Из статей ничего особо страшного в сравнении с деяниями местного контингента не имелось — организованная преступность. Звучит внушительно, но, насколько я слышал, на деле всё было не столь масштабно, как можно было подумать. Слава его уже давно померкла, так что мало кто мог внятно объяснить, откуда идёт всеобщий страх перед этим человеком. На инстинктивном уровне и я его побаивался в начале, избегая пристального и мало чем оправданного внимания к своей персоне, но не так страшен чёрт, как его малюют.
— А чего вы ждали? Что я буду сидеть перед ней, точно кол проглотив? Она приходит увидеть Бена Соло. Пришлось отсыпать ей хотя бы горстку эмоций.
— Она и её не заслужила, — сказал он с королевской уверенностью и презрением. — А ты совершенно напрасно сомневаешься в своей способности судить об её реакции.
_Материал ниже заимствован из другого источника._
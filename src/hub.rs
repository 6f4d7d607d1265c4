//! Model hub REST client
//!
//! Thin reqwest client over the hub's repository API: create a repo,
//! upload a single file, or upload a whole staging directory as one
//! commit. LFS and chunked uploads are the hub SDK's business and are
//! deliberately not reimplemented here.

use base64::{engine::general_purpose::STANDARD as BASE64_STANDARD, Engine};
use reqwest::{Client, StatusCode};
use serde_json::json;
use std::fs;
use std::path::Path;
use std::str::FromStr;
use tracing::info;

use crate::error::{AgentPackError, Result};

const TOKEN_ENV_VAR: &str = "HUB_TOKEN";

/// Validated `namespace/name` repository identifier
#[derive(Debug, Clone, PartialEq, Eq)]
pub struct RepoId {
    pub namespace: String,
    pub name: String,
}

impl RepoId {
    pub fn new(namespace: impl Into<String>, name: impl Into<String>) -> Result<Self> {
        let id = format!("{}/{}", namespace.into(), name.into());
        id.parse()
    }
}

impl FromStr for RepoId {
    type Err = AgentPackError;

    fn from_str(s: &str) -> Result<Self> {
        let mut parts = s.split('/');
        let (namespace, name) = match (parts.next(), parts.next(), parts.next()) {
            (Some(namespace), Some(name), None) => (namespace, name),
            _ => {
                return Err(AgentPackError::InvalidRepoId(format!(
                    "expected exactly one '/' in '{}'",
                    s
                )))
            }
        };

        if namespace.is_empty() || name.is_empty() {
            return Err(AgentPackError::InvalidRepoId(format!(
                "empty namespace or name in '{}'",
                s
            )));
        }
        if s.chars().any(char::is_whitespace) {
            return Err(AgentPackError::InvalidRepoId(format!(
                "whitespace in '{}'",
                s
            )));
        }

        Ok(Self {
            namespace: namespace.to_string(),
            name: name.to_string(),
        })
    }
}

impl std::fmt::Display for RepoId {
    fn fmt(&self, f: &mut std::fmt::Formatter<'_>) -> std::fmt::Result {
        write!(f, "{}/{}", self.namespace, self.name)
    }
}

#[derive(Clone)]
pub struct HubClient {
    http: Client,
    base_url: String,
    token: Option<String>,
}

impl HubClient {
    pub fn new(base_url: &str, token: Option<String>) -> Result<Self> {
        let base_url = base_url.trim_end_matches('/').to_string();

        let http = Client::builder()
            .user_agent(concat!("agentpack/", env!("CARGO_PKG_VERSION")))
            .build()
            .map_err(|e| AgentPackError::Internal(format!("failed to build HTTP client: {}", e)))?;

        let token = token.or_else(|| std::env::var(TOKEN_ENV_VAR).ok());

        Ok(Self {
            http,
            base_url,
            token,
        })
    }

    pub fn base_url(&self) -> &str {
        &self.base_url
    }

    /// Public URL of a repository on this hub
    pub fn repo_url(&self, repo_id: &RepoId) -> String {
        format!("{}/{}", self.base_url, repo_id)
    }

    fn token(&self) -> Result<&str> {
        self.token.as_deref().ok_or_else(|| {
            AgentPackError::Auth(format!(
                "no hub token configured ({} or config [hub].token)",
                TOKEN_ENV_VAR
            ))
        })
    }

    /// Create a model repository, returning its URL
    ///
    /// With `exist_ok`, an already-existing repo is treated as success.
    pub async fn create_repo(
        &self,
        repo_id: &RepoId,
        private: bool,
        exist_ok: bool,
    ) -> Result<String> {
        let body = json!({
            "type": "model",
            "name": repo_id.name,
            "organization": repo_id.namespace,
            "private": private,
        });

        let response = self
            .http
            .post(format!("{}/api/repos/create", self.base_url))
            .bearer_auth(self.token()?)
            .json(&body)
            .send()
            .await?;

        let status = response.status();
        if status.is_success() {
            info!("Created repo {}", repo_id);
            return Ok(self.repo_url(repo_id));
        }
        if status == StatusCode::CONFLICT && exist_ok {
            return Ok(self.repo_url(repo_id));
        }

        Err(AgentPackError::Hub {
            status: status.as_u16(),
            message: response.text().await.unwrap_or_default(),
        })
    }

    /// Upload a single local file into the repository
    pub async fn upload_file(
        &self,
        repo_id: &RepoId,
        local_path: &Path,
        path_in_repo: &str,
        commit_message: &str,
    ) -> Result<()> {
        let content = fs::read(local_path)?;
        let files = vec![(path_in_repo.to_string(), content)];
        self.commit(repo_id, commit_message, &files).await
    }

    /// Upload every file under `folder` as a single commit
    pub async fn upload_folder(
        &self,
        repo_id: &RepoId,
        folder: &Path,
        commit_message: &str,
    ) -> Result<()> {
        let files = collect_files(folder)?;
        if files.is_empty() {
            return Err(AgentPackError::Internal(format!(
                "nothing to upload in {:?}",
                folder
            )));
        }

        info!("Uploading {} files to {}", files.len(), repo_id);
        self.commit(repo_id, commit_message, &files).await
    }

    async fn commit(
        &self,
        repo_id: &RepoId,
        commit_message: &str,
        files: &[(String, Vec<u8>)],
    ) -> Result<()> {
        let payload = build_commit_payload(commit_message, files);

        let response = self
            .http
            .post(format!(
                "{}/api/models/{}/commit/main",
                self.base_url, repo_id
            ))
            .bearer_auth(self.token()?)
            .header(reqwest::header::CONTENT_TYPE, "application/x-ndjson")
            .body(payload)
            .send()
            .await?;

        let status = response.status();
        if !status.is_success() {
            return Err(AgentPackError::Hub {
                status: status.as_u16(),
                message: response.text().await.unwrap_or_default(),
            });
        }

        Ok(())
    }
}

/// Build the NDJSON commit payload: one header line, then one line per file
/// with its body base64-encoded
fn build_commit_payload(commit_message: &str, files: &[(String, Vec<u8>)]) -> String {
    let mut lines = Vec::with_capacity(files.len() + 1);
    lines.push(
        json!({
            "key": "header",
            "value": { "summary": commit_message },
        })
        .to_string(),
    );

    for (path, content) in files {
        lines.push(
            json!({
                "key": "file",
                "value": {
                    "path": path,
                    "content": BASE64_STANDARD.encode(content),
                    "encoding": "base64",
                },
            })
            .to_string(),
        );
    }

    lines.join("\n")
}

/// Collect `(relative_path, content)` pairs for every file under `root`,
/// with forward-slash separators regardless of platform
fn collect_files(root: &Path) -> Result<Vec<(String, Vec<u8>)>> {
    fn walk(root: &Path, dir: &Path, out: &mut Vec<(String, Vec<u8>)>) -> Result<()> {
        for entry in fs::read_dir(dir)? {
            let entry = entry?;
            let path = entry.path();
            if entry.file_type()?.is_dir() {
                walk(root, &path, out)?;
            } else {
                let rel = path
                    .strip_prefix(root)
                    .map_err(|e| AgentPackError::Internal(e.to_string()))?
                    .components()
                    .map(|c| c.as_os_str().to_string_lossy())
                    .collect::<Vec<_>>()
                    .join("/");
                out.push((rel, fs::read(&path)?));
            }
        }
        Ok(())
    }

    let mut out = Vec::new();
    walk(root, root, &mut out)?;
    out.sort_by(|a, b| a.0.cmp(&b.0));
    Ok(out)
}

#[cfg(test)]
mod tests {
    use super::*;

    #[test]
    fn test_repo_id_parses_namespace_and_name() {
        let repo: RepoId = "org/ppo-CartPole-v1".parse().unwrap();
        assert_eq!(repo.namespace, "org");
        assert_eq!(repo.name, "ppo-CartPole-v1");
        assert_eq!(repo.to_string(), "org/ppo-CartPole-v1");
    }

    #[test]
    fn test_repo_id_rejects_malformed_ids() {
        assert!("no-slash".parse::<RepoId>().is_err());
        assert!("a/b/c".parse::<RepoId>().is_err());
        assert!("/name".parse::<RepoId>().is_err());
        assert!("org/".parse::<RepoId>().is_err());
        assert!("org/with space".parse::<RepoId>().is_err());
    }

    #[test]
    fn test_commit_payload_is_ndjson_with_base64_bodies() {
        let files = vec![("model.mpk".to_string(), b"weights".to_vec())];
        let payload = build_commit_payload("Initial commit", &files);

        let lines: Vec<&str> = payload.lines().collect();
        assert_eq!(lines.len(), 2);

        let header: serde_json::Value = serde_json::from_str(lines[0]).unwrap();
        assert_eq!(header["key"], "header");
        assert_eq!(header["value"]["summary"], "Initial commit");

        let file: serde_json::Value = serde_json::from_str(lines[1]).unwrap();
        assert_eq!(file["key"], "file");
        assert_eq!(file["value"]["path"], "model.mpk");
        assert_eq!(
            file["value"]["content"],
            BASE64_STANDARD.encode(b"weights")
        );
    }

    #[test]
    fn test_collect_files_walks_subdirectories() {
        let dir = tempfile::tempdir().unwrap();
        fs::write(dir.path().join("README.md"), b"card").unwrap();
        fs::create_dir_all(dir.path().join("logs/tb")).unwrap();
        fs::write(dir.path().join("logs/tb/events.out"), b"tb").unwrap();

        let files = collect_files(dir.path()).unwrap();
        let paths: Vec<&str> = files.iter().map(|(p, _)| p.as_str()).collect();
        assert_eq!(paths, vec!["README.md", "logs/tb/events.out"]);
    }

    #[tokio::test]
    async fn test_unreachable_hub_is_an_http_error() {
        let client = HubClient::new("http://127.0.0.1:1", Some("token".to_string())).unwrap();
        let repo: RepoId = "org/model".parse().unwrap();

        let err = client.create_repo(&repo, false, true).await;
        assert!(matches!(err, Err(AgentPackError::Http(_))));
    }

    #[test]
    fn test_missing_token_is_an_auth_error() {
        // Guard against ambient credentials leaking into the test
        std::env::remove_var(TOKEN_ENV_VAR);
        let client = HubClient::new("https://hub.example", None).unwrap();
        assert!(matches!(client.token(), Err(AgentPackError::Auth(_))));
    }
}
— Сколько мы уже общаемся, а я до сих пор не понимаю, откуда вы берёте такие выводы. Я всё доходчиво объяснил ей, но это не значит, что я могу предвидеть её ответ.
— О, ну конечно можешь, Кайло! — расслабленно протянул он, словно скидывая карты в настольной игре. — Уж кого-кого, а свою мать-то ты точно в силах понять от и до, иначе как ты собираешься жить дальше?
— О чём вы?
Водилась за Сноуком такая дурная привычка, на первых порах знакомства часто выводящая меня из себя — не договаривать или говорить загадками. Вроде и не сказать, что он умничал в такие моменты — было бы перед кем! Несмотря на то, что у него имелся круг так называемых сторонников и доверенных лиц, беседы мы с ними вели всегда один на один. Так что, скорее, он мудрствовал, оставляя мне клевать крошки, отсыпанных им жизненного опыта и знаний. Сейчас же он расщедрился на то, что сам собрал просыпанное и принялся кормить меня, нерадивого птенца, с ладони.
— Они с отцом не нашли тебя тогда, когда ты жил на улице. По-твоему что-то изменилось сейчас?
Я тщательно пережёвывал пищу для ума, но всё ещё не догонял, о чём он.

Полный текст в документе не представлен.